**Task details:** Which lines of the entries below hold the word "provided"? Report each of them.
══════════════════════════════
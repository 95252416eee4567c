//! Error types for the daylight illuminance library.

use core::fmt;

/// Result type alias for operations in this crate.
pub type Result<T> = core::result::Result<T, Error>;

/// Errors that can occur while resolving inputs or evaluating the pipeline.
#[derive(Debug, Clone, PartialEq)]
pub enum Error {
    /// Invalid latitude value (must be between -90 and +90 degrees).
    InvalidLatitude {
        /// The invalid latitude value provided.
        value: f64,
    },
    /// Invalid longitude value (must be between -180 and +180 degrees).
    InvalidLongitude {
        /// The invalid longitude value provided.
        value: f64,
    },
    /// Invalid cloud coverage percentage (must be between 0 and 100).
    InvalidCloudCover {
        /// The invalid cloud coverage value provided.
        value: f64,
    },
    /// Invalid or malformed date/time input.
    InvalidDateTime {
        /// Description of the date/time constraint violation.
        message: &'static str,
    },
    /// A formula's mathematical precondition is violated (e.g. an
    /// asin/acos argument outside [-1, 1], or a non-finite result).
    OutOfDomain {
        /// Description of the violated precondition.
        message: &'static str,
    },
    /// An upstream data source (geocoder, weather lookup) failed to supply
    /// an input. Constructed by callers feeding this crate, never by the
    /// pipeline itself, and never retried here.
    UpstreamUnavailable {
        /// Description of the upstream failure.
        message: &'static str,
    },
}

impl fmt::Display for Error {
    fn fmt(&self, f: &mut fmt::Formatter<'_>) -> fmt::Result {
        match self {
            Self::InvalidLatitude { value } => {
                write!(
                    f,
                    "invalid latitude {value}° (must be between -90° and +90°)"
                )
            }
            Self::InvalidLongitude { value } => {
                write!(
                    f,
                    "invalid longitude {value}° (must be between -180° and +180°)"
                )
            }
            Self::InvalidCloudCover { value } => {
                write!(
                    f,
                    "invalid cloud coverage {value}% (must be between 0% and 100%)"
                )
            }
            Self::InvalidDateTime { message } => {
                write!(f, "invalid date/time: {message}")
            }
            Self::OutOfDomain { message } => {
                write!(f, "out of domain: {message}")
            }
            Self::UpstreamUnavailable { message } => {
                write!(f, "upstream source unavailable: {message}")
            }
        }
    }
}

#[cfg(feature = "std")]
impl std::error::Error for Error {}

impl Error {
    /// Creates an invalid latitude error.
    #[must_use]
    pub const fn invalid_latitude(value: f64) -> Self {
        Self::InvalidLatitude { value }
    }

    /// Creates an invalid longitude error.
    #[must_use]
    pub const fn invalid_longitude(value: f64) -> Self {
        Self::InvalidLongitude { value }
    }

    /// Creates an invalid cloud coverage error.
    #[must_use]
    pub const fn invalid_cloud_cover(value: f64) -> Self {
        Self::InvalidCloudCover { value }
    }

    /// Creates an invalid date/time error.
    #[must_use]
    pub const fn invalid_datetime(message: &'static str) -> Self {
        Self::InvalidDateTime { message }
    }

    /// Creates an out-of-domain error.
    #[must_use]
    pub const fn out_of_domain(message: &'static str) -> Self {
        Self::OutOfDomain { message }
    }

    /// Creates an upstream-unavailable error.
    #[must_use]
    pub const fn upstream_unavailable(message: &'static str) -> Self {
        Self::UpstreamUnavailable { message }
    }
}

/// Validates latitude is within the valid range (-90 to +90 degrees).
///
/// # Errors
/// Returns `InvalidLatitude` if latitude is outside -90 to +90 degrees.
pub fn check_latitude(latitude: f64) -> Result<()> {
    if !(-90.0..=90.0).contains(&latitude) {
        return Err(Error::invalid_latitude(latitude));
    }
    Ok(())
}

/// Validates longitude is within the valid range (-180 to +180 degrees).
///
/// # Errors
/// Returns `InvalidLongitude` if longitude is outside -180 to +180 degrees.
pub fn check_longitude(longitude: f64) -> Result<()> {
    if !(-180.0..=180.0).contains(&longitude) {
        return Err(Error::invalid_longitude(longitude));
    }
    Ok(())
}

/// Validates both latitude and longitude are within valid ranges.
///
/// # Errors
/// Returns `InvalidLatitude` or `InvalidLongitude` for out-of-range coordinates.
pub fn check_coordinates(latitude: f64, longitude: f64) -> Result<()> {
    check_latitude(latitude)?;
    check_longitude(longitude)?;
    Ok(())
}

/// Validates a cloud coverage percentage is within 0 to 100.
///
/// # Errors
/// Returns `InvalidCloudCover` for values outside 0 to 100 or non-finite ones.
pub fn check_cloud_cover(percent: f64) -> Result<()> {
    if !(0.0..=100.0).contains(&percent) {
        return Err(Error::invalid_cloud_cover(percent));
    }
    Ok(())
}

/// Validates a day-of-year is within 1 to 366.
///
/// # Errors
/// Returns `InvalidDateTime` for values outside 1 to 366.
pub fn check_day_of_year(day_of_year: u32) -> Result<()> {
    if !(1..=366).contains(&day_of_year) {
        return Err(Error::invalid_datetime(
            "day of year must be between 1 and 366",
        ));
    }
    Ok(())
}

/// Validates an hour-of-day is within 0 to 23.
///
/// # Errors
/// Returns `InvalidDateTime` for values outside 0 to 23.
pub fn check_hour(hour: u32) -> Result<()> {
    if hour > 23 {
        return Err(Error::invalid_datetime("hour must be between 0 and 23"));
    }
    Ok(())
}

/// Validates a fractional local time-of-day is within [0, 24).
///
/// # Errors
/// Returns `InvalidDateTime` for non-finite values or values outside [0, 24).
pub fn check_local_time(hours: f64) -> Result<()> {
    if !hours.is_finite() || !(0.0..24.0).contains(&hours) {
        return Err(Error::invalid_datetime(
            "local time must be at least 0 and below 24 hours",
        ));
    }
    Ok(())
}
══════════════════════════════
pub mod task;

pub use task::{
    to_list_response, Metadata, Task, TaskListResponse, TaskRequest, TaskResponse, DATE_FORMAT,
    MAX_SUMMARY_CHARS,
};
══════════════════════════════
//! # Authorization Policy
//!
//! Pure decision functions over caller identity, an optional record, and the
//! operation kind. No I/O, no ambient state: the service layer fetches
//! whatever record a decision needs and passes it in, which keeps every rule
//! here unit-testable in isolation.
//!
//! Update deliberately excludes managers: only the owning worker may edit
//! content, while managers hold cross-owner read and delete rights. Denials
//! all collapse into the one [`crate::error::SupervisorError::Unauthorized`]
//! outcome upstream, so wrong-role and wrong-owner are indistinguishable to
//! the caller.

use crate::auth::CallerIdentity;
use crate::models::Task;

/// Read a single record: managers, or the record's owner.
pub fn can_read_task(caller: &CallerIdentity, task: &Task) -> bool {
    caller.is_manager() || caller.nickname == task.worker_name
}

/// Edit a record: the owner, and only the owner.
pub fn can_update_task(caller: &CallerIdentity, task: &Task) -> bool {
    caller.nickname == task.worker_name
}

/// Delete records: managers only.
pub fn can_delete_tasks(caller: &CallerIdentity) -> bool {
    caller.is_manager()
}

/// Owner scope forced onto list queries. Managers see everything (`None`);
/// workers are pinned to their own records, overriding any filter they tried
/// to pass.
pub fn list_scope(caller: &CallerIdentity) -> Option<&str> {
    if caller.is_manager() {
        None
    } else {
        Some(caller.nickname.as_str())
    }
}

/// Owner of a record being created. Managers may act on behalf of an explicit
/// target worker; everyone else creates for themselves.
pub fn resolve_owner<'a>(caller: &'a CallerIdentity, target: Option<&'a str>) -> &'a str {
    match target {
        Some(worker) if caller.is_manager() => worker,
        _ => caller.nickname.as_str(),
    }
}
══════════════════════════════
**Task answer:**
        /// The invalid latitude value provided.
        /// The invalid longitude value provided.
        /// The invalid cloud coverage value provided.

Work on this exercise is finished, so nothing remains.